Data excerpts
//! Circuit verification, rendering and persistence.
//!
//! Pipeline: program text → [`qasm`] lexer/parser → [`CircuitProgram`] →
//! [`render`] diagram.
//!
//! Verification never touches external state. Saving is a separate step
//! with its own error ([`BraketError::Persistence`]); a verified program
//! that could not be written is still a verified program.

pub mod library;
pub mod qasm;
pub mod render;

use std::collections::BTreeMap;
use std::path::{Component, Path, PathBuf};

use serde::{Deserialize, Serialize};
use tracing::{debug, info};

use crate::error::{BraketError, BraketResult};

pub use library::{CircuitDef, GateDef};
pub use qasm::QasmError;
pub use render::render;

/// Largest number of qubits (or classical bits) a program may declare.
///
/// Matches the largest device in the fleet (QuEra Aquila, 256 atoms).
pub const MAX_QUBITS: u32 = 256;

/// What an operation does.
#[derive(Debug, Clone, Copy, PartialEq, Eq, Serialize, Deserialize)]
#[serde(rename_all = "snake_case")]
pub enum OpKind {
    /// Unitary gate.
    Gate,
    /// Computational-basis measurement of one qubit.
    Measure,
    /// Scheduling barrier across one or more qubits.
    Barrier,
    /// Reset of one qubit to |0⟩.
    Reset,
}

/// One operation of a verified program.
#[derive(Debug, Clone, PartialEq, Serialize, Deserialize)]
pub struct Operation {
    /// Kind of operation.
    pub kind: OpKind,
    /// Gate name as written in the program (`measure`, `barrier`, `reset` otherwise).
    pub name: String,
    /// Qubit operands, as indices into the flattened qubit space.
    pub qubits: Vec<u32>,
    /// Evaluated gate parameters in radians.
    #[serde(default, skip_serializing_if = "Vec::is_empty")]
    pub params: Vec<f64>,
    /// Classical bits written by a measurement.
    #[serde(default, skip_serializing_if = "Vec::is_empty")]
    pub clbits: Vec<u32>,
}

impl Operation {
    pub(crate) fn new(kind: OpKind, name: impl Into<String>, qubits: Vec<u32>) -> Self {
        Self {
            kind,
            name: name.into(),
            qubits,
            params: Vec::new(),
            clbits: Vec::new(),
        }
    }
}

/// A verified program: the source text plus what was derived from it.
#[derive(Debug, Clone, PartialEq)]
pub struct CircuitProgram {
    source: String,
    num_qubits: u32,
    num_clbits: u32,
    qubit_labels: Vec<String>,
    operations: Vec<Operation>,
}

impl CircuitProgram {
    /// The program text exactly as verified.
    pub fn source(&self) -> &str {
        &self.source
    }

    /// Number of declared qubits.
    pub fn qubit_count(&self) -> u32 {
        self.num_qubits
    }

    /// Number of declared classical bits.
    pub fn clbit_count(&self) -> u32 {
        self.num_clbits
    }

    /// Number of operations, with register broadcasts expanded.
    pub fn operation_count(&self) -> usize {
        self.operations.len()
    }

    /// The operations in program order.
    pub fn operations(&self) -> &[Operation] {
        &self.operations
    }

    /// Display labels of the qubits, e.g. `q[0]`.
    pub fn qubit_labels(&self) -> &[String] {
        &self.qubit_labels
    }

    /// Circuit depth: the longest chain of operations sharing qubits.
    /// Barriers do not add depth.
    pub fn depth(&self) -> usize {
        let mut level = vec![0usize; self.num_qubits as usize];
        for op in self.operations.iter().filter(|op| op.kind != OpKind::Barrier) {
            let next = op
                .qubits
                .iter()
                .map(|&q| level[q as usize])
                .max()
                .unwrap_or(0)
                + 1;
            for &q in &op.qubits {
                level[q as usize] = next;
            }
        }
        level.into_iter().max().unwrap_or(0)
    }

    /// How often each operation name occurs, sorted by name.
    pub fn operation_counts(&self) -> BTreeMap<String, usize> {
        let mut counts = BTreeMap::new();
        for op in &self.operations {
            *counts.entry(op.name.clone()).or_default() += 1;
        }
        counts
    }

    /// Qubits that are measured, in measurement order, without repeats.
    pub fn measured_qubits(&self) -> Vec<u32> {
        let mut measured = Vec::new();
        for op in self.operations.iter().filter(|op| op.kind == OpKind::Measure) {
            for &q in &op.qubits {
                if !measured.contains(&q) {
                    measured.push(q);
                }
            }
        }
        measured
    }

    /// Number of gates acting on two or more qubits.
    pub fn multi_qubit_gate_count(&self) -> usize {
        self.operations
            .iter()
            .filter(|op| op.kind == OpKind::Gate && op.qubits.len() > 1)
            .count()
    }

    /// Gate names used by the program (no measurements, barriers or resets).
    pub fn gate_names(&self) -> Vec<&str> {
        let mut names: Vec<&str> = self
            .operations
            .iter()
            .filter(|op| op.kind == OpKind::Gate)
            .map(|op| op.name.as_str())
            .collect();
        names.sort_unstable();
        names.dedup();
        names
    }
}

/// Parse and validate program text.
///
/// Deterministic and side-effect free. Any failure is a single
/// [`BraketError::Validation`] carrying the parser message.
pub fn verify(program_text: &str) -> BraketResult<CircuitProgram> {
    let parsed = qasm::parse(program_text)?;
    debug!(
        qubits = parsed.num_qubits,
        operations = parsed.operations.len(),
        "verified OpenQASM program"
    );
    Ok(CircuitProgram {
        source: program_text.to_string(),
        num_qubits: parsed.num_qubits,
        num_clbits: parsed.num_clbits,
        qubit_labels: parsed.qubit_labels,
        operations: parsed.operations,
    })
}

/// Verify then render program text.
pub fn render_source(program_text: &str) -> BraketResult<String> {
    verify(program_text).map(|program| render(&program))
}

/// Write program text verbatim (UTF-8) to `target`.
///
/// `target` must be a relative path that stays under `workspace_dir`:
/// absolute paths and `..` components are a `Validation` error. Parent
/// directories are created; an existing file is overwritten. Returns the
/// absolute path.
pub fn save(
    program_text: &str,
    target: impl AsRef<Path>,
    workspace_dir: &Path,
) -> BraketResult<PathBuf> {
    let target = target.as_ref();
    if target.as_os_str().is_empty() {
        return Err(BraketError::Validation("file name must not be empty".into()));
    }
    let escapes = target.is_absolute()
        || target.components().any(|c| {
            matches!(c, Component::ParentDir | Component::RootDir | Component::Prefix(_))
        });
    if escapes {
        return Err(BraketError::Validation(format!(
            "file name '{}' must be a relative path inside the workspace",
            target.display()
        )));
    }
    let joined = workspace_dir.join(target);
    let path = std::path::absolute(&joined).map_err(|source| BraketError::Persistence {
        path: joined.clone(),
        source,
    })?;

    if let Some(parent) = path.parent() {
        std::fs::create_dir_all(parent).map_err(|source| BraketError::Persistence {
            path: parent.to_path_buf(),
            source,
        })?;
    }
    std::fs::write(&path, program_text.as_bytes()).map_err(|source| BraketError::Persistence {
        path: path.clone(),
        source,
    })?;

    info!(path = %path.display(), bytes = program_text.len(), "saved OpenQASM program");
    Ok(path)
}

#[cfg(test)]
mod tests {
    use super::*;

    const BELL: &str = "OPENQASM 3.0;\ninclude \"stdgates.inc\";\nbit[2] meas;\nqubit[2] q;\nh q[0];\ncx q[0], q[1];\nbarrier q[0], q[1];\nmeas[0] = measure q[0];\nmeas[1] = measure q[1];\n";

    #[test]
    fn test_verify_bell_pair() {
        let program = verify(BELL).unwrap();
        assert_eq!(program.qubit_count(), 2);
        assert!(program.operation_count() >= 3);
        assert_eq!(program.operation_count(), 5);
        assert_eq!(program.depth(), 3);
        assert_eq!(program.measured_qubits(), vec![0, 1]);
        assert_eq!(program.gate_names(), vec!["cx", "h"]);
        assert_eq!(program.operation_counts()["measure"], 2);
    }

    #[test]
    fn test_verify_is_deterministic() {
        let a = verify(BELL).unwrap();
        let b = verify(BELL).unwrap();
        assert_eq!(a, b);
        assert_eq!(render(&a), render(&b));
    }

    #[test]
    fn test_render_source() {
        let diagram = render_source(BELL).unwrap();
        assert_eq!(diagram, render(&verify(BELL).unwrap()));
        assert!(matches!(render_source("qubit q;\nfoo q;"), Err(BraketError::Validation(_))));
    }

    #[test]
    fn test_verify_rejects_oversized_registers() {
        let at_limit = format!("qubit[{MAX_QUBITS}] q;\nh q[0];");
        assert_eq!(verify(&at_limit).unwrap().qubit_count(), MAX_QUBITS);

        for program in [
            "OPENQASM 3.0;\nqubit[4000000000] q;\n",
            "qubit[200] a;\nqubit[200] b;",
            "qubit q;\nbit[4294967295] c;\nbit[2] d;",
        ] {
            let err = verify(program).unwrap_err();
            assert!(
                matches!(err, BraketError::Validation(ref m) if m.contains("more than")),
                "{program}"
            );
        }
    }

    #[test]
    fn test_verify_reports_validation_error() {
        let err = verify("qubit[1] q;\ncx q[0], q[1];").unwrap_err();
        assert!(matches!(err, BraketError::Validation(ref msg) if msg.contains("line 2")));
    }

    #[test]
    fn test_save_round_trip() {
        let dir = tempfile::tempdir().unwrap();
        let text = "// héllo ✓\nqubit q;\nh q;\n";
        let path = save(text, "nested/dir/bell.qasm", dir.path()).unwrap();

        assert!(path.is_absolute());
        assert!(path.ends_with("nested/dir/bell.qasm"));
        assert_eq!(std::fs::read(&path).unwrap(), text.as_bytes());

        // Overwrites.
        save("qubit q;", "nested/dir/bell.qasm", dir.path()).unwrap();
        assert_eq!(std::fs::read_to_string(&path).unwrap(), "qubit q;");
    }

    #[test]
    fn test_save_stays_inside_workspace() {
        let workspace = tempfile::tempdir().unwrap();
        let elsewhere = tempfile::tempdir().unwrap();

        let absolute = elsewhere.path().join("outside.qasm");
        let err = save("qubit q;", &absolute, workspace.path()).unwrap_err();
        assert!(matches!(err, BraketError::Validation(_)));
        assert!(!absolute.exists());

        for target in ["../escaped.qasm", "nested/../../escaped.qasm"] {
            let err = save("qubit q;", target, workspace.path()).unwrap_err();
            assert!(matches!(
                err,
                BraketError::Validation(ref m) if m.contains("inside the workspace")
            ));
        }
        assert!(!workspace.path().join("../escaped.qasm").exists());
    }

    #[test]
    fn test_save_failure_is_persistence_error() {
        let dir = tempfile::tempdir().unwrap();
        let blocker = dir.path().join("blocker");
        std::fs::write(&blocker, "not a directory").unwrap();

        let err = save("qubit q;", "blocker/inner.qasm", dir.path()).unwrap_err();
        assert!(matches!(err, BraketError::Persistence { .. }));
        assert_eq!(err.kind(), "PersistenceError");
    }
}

*DIRECTIONS FOR THIS TASK:*
Output each line exactly, from the first line of the data down to the line that contains "with its own", both included.

*ANSWER TO THIS EXERCISE:*
//! Circuit verification, rendering and persistence.
//!
//! Pipeline: program text → [`qasm`] lexer/parser → [`CircuitProgram`] →
//! [`render`] diagram.
//!
//! Verification never touches external state. Saving is a separate step
//! with its own error ([`BraketError::Persistence`]); a verified program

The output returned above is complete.